Mental maps: Recording, retaining, retrieving …

ziescheQuote voice-over video “Childhood Storage” by Anna-Nicole Ziesche, Boijmans, ‘The Art of Fashion’ october ’09

” Recording, retaining, retrieving or fixating, filing, finding. Recalling, Recognizing. How is it possible to lead a ‘normal’ life by possessing a memory with all existing files past and present being scattered all over the place?  How is it possible to walk through life and come so far by being intellectually uniquely lazy? Recording, retaining, retrieving, fixating, filing, finding: when memory is not filled clearly it is inaccessible recalling, recognising and relearning are methods of measuring memory.”
The following are my questions & thoughts – need to check this subject researching psychologists.

What do we have mental maps about?   Maybe there is some sort of order? 

Body > place we live > neighborhood > city > country > earth

Mental map of the  body is what a baby starts with. Where our limbs are in relation to the rest of the body., the way our bodies function. This mental map becomes so strong that when a limb is amputated, in our minds we still have it & we can feel it itch or have pain there. Mental map of the mothers body?

A toddler builds a mental map about the place she lives in (house, garden). When I go looking for my keys that I have lost I first search the mental map of my house, sort of consult the map of where I have been in the house recently, before I go looking.

A young kid (school going age) builds a mental map of her neighborhood. Ricolt’s mental map is peopled with cars, mine with trees, shrubs and plants

A teenager builds a mental map of  the city she  lives in, work sin or visits. I consult this mental map when locating a new place to go. Feel lost when I cannot place myself on a mental map of the city I am in (this is the Tomtom effect)

Teenagers and grownups  build a mental map of the country they  live in / were  born in. This is where I picked up the term ‘mental map’. I once read about a project where people were asked to draw a map of, say, Holland. By measuring the distances between the main cities one could  see where the person that drew the map was  born, for the cities around that place are given a too long distance between them, the cities further away are give a too small distance.

 About earth (flat or sphere), heaven (paradise)? Universe (big bang)?

Why do we have mental maps?

 Making mental maps = the business of growing up. Baby first makes mental map of it’s body, toddler adds house, kid adds neighborhood, adult addes citiy and country (heaven?).

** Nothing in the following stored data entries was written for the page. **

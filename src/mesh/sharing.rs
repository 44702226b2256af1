//! Shared entity creation.
//!
//! Entities created independently on several ranks (edge nodes on a cut edge
//! of the partition boundary, sides spanning shared nodes) must end up with
//! the same id everywhere. Each request carries a canonical key and the ranks
//! that could possibly hold the same key. Ranks first announce their keys to
//! those candidates, which fixes the true sharing set; the lowest rank of
//! that set then draws the id from the collective pool and ships it to the
//! others.

use crate::algs::comm_sparse::{CommBuffer, CommSparse};
use crate::algs::communicator::CommTag;
use crate::mesh::MeshBulk;
use crate::mesh_error::CdMeshError;
use crate::topology::point::{EntityId, EntityRank};
use std::collections::{BTreeMap, BTreeSet, HashMap};

const ANNOUNCE_TAG: CommTag = CommTag::new(0x0d00);
const ASSIGN_TAG: CommTag = CommTag::new(0x0d10);

/// One entity this rank wants to create.
#[derive(Clone, Debug, PartialEq, Eq)]
pub struct SharedKeyRequest {
    /// Canonical key, identical on every rank that creates the entity.
    pub key: Vec<u64>,
    /// Ranks that may hold the same key (the local rank is ignored).
    pub candidates: Vec<usize>,
}

impl SharedKeyRequest {
    pub fn local(key: Vec<u64>) -> Self {
        Self {
            key,
            candidates: Vec::new(),
        }
    }
}

/// Outcome of [`assign_shared_ids`] for one request.
#[derive(Clone, Debug, PartialEq, Eq)]
pub struct ResolvedEntity {
    pub id: EntityId,
    /// Other ranks that created the same key.
    pub sharers: Vec<usize>,
}

fn pack_key(buf: &mut CommBuffer, key: &[u64]) {
    buf.pack_usize(key.len());
    for &k in key {
        buf.pack_u64(k);
    }
}

fn unpack_key(buf: &mut CommBuffer) -> Result<Vec<u64>, CdMeshError> {
    let n = buf.unpack_usize()?;
    (0..n).map(|_| buf.unpack_u64()).collect()
}

/// Resolve ids and sharing for `requests`. Collective over the mesh
/// communicator, even with no requests.
pub fn assign_shared_ids<M: MeshBulk>(
    mesh: &mut M,
    rank: EntityRank,
    requests: &[SharedKeyRequest],
) -> Result<Vec<ResolvedEntity>, CdMeshError> {
    let me = mesh.parallel_rank();

    let holders = {
        let mut sparse = CommSparse::new(mesh.comm());
        for req in requests {
            for &p in req.candidates.iter().filter(|&&p| p != me) {
                pack_key(sparse.send_buffer(p), &req.key);
            }
        }
        let mut holders: HashMap<Vec<u64>, BTreeSet<usize>> = HashMap::new();
        for (src, mut buf) in sparse.communicate(ANNOUNCE_TAG)? {
            while buf.remaining() {
                holders.entry(unpack_key(&mut buf)?).or_default().insert(src);
            }
        }
        holders
    };

    let sharers: Vec<Vec<usize>> = requests
        .iter()
        .map(|req| {
            let held = holders.get(&req.key);
            let mut procs: Vec<usize> = req
                .candidates
                .iter()
                .copied()
                .filter(|&p| p != me && held.is_some_and(|h| h.contains(&p)))
                .collect();
            procs.sort_unstable();
            procs.dedup();
            procs
        })
        .collect();

    let owned: Vec<usize> = (0..requests.len())
        .filter(|&i| sharers[i].first().is_none_or(|&lowest| lowest > me))
        .collect();
    let fresh = mesh.generate_new_ids(rank, owned.len())?;

    let mut ids: Vec<Option<EntityId>> = vec![None; requests.len()];
    let received = {
        let mut sparse = CommSparse::new(mesh.comm());
        for (&i, &id) in owned.iter().zip(&fresh) {
            ids[i] = Some(id);
            for &p in &sharers[i] {
                let buf = sparse.send_buffer(p);
                pack_key(buf, &requests[i].key);
                buf.pack_u64(id.get());
            }
        }
        let mut received: HashMap<Vec<u64>, BTreeMap<usize, EntityId>> = HashMap::new();
        for (src, mut buf) in sparse.communicate(ASSIGN_TAG)? {
            while buf.remaining() {
                let key = unpack_key(&mut buf)?;
                let id = EntityId::new(buf.unpack_u64()?)?;
                received.entry(key).or_default().insert(src, id);
            }
        }
        received
    };

    // The id from the lowest sender wins, even over one drawn locally.
    for (i, req) in requests.iter().enumerate() {
        if let Some((&src, &id)) = received.get(&req.key).and_then(|m| m.iter().next()) {
            if src < me || ids[i].is_none() {
                ids[i] = Some(id);
            }
        }
    }

    ids.into_iter()
        .zip(sharers)
        .zip(requests)
        .map(|((id, sharers), req)| match id {
            Some(id) => Ok(ResolvedEntity { id, sharers }),
            None => Err(CdMeshError::MalformedMessage {
                neighbor: sharers.first().copied().unwrap_or(me),
                reason: format!("no id received for shared key {:?}", req.key),
            }),
        })
        .collect()
}

#[cfg(test)]
mod tests {
    use super::*;
    use crate::algs::communicator::{Communicator, NoComm, RayonComm};
    use crate::mesh::{BulkData, MetaData};

    #[test]
    fn serial_requests_are_all_local() {
        let mut mesh = BulkData::new(MetaData::new(2), NoComm);
        let reqs = vec![
            SharedKeyRequest::local(vec![1, 2]),
            SharedKeyRequest {
                key: vec![3, 4],
                candidates: vec![1],
            },
        ];
        let out = assign_shared_ids(&mut mesh, EntityRank::Node, &reqs).unwrap();
        assert_eq!(out.len(), 2);
        assert_ne!(out[0].id, out[1].id);
        assert!(out.iter().all(|r| r.sharers.is_empty()));
    }

    #[test]
    fn two_ranks_agree_on_shared_key() {
        let handles: Vec<_> = RayonComm::world(2)
            .into_iter()
            .map(|comm| {
                std::thread::spawn(move || {
                    let me = comm.rank();
                    let other = 1 - me;
                    let mut mesh = BulkData::new(MetaData::new(2), comm);
                    let reqs = vec![
                        SharedKeyRequest {
                            key: vec![10, 20],
                            candidates: vec![other],
                        },
                        // Each rank holds a key the other does not.
                        SharedKeyRequest {
                            key: vec![30 + me as u64],
                            candidates: vec![other],
                        },
                    ];
                    assign_shared_ids(&mut mesh, EntityRank::Node, &reqs).unwrap()
                })
            })
            .collect();
        let out: Vec<Vec<ResolvedEntity>> = handles.into_iter().map(|h| h.join().unwrap()).collect();
        assert_eq!(out[0][0].id, out[1][0].id);
        assert_eq!(out[0][0].sharers, vec![1]);
        assert_eq!(out[1][0].sharers, vec![0]);
        assert!(out[0][1].sharers.is_empty());
        assert!(out[1][1].sharers.is_empty());
        assert_ne!(out[0][1].id, out[1][1].id);
    }
}
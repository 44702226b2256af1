//! Fixed, versioned, little-endian wire types for the exchange paths.

use bytemuck::{Pod, Zeroable};
use std::mem::{align_of, size_of};

pub fn cast_slice<T: Pod>(v: &[T]) -> &[u8] {
    bytemuck::cast_slice(v)
}

pub fn cast_slice_mut<T: Pod>(v: &mut [T]) -> &mut [u8] {
    bytemuck::cast_slice_mut(v)
}

/// Bump when the layout or semantics change in incompatible ways.
pub const WIRE_VERSION: u16 = 1;

/// All multi-byte integers in these structs are **little-endian** on the wire.
/// We store them pre-LE with `.to_le()` and decode with `.from_le()`.
#[repr(C)]
#[derive(Copy, Clone, Debug, Pod, Zeroable)]
pub struct WireHdr {
    pub version_le: u16,
    pub kind_le: u16,
    pub reserved_le: u32,
}

impl WireHdr {
    pub fn new(kind: u16) -> Self {
        Self {
            version_le: WIRE_VERSION.to_le(),
            kind_le: kind.to_le(),
            reserved_le: 0,
        }
    }
    pub fn kind(&self) -> u16 {
        u16::from_le(self.kind_le)
    }
    pub fn version(&self) -> u16 {
        u16::from_le(self.version_le)
    }
}

/// Byte count of the message that follows in the payload pass.
#[repr(C)]
#[derive(Copy, Clone, Debug, Pod, Zeroable)]
pub struct WireCount {
    pub n_le: u32,
}

impl WireCount {
    pub fn new(n: usize) -> Self {
        Self {
            n_le: (n as u32).to_le(),
        }
    }
    pub fn get(&self) -> usize {
        u32::from_le(self.n_le) as usize
    }
}

/// One link of a flattened (pre-order) child node ancestry.
///
/// A mesh node is encoded by its non-zero entity id and no parents. A child
/// node is encoded by `id == 0` and its parent count, followed by the links of
/// each parent in order. `weight_bits` holds the `f64` bit pattern of the
/// node's weight in its parent's stencil (1.0 for the root).
#[repr(C)]
#[derive(Copy, Clone, Debug, PartialEq, Eq, Pod, Zeroable)]
pub struct WireAncestryLink {
    pub id_le: u64,
    pub nparents_le: u32,
    pub _pad: u32,
    pub weight_bits_le: u64,
}

impl WireAncestryLink {
    pub fn mesh_node(id: u64, weight: f64) -> Self {
        Self {
            id_le: id.to_le(),
            nparents_le: 0,
            _pad: 0,
            weight_bits_le: weight.to_bits().to_le(),
        }
    }
    pub fn child(nparents: usize, weight: f64) -> Self {
        Self {
            id_le: 0,
            nparents_le: (nparents as u32).to_le(),
            _pad: 0,
            weight_bits_le: weight.to_bits().to_le(),
        }
    }
    pub fn id(&self) -> u64 {
        u64::from_le(self.id_le)
    }
    pub fn nparents(&self) -> usize {
        u32::from_le(self.nparents_le) as usize
    }
    pub fn weight(&self) -> f64 {
        f64::from_bits(u64::from_le(self.weight_bits_le))
    }
}

// ===== Compile-time sanity checks =========================================

const _: () = {
    assert!(size_of::<WireHdr>() == 8);
    assert!(size_of::<WireCount>() == 4);
    assert!(size_of::<WireAncestryLink>() == 24);
    assert!(align_of::<WireAncestryLink>() == 8);
};

#[cfg(test)]
mod tests {
    use super::*;

    #[test]
    fn ancestry_link_bits() {
        let v = [WireAncestryLink::child(2, 1.0), WireAncestryLink::mesh_node(17, 0.3)];
        let bytes = cast_slice(&v).to_vec();
        let mut out = [WireAncestryLink::zeroed(); 2];
        cast_slice_mut(&mut out).copy_from_slice(&bytes);
        assert_eq!(out[0].id(), 0);
        assert_eq!(out[0].nparents(), 2);
        assert_eq!(out[1].id(), 17);
        assert_eq!(out[1].weight(), 0.3);
    }

    #[test]
    fn version_guard() {
        let hdr = WireHdr::new(3);
        assert_eq!(hdr.version(), WIRE_VERSION);
        assert_eq!(hdr.kind(), 3);
    }
}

What influence is your belief system? Does believing that trees are inhabited by driads and streams by goddesses gives  one an different mental map? Research aboriginal dreamtime and their pictures as mental maps of their land.

Mental map is a spatial thing – a representation in your mind of where things are (body parts – houses – cities) and how they relate to each other. Why we need them: anecdote: One of my uncles worked as a firefighter. When on duty he and his colleagues used to sleep at the station. They played a prank on an new member of the force once – when he was asleep, they turned his bed 180 degrees around, so the wall was to the other side of him. Then they sounded the alarm, and sure enough, he tried to leap out of bed and hurled himself against the wall. Meaning: we have mental maps to be able to react to danger/dangerous situations very quickly.

The linear model of stimulus-response is too simple. We evaluate new input against our mental map and then (maybe subconsciously?) decide to pay attention to the stimulus or not, and what action is required.

Are mental maps made/retained  by words? Urban legends?

Mental maps – bodies of the mind ??

Mental maps  – cities of the mind?  Personal mindmaps of cities past: Carmiggelt’s Amsterdam was peopled with pubs. Mindmaps of cities present:  Orhan Pamuk about Istanbul. Mindmaps of  future cities: Asimov

Mental maps – landscapes of the mind, gardens of the mind. Derek Yarman: ‘paradise haunts gardens, as it haunts mine’.

Interesting to research how mental maps are made, how and why they become fixed and why we need them fixed.

 

Wiki’s suggested reading:

Stanley Milgram – psychologist of ‘Peer Adminsters Shocks’ fame (Experiment 18: A Peer Administers Shocks). 

cognitive models of geographical space

Downs , Roger M.; David Stea. (1973). Image & environment : cognitive mapping and spatial behavior (en) . Chicago: Aldine Pub. Co.. ISBN 978-02-021-0058-6.

Golledge , Reginald G.; Gerard Rushton. (1976). Spatial choice and spatial behavior : geographic essays on the analysis of preferences and perceptions (en) . Columbus: Ohio State University Press. ISBN 978-08-142-0241-8.

Golledge , Reginald G. (1993). Behavior and Environment: Psychological and Geographical Approach (en) . Amsterdam: Elsevier Science Publishers. ISBN 978-04-448-9698-8.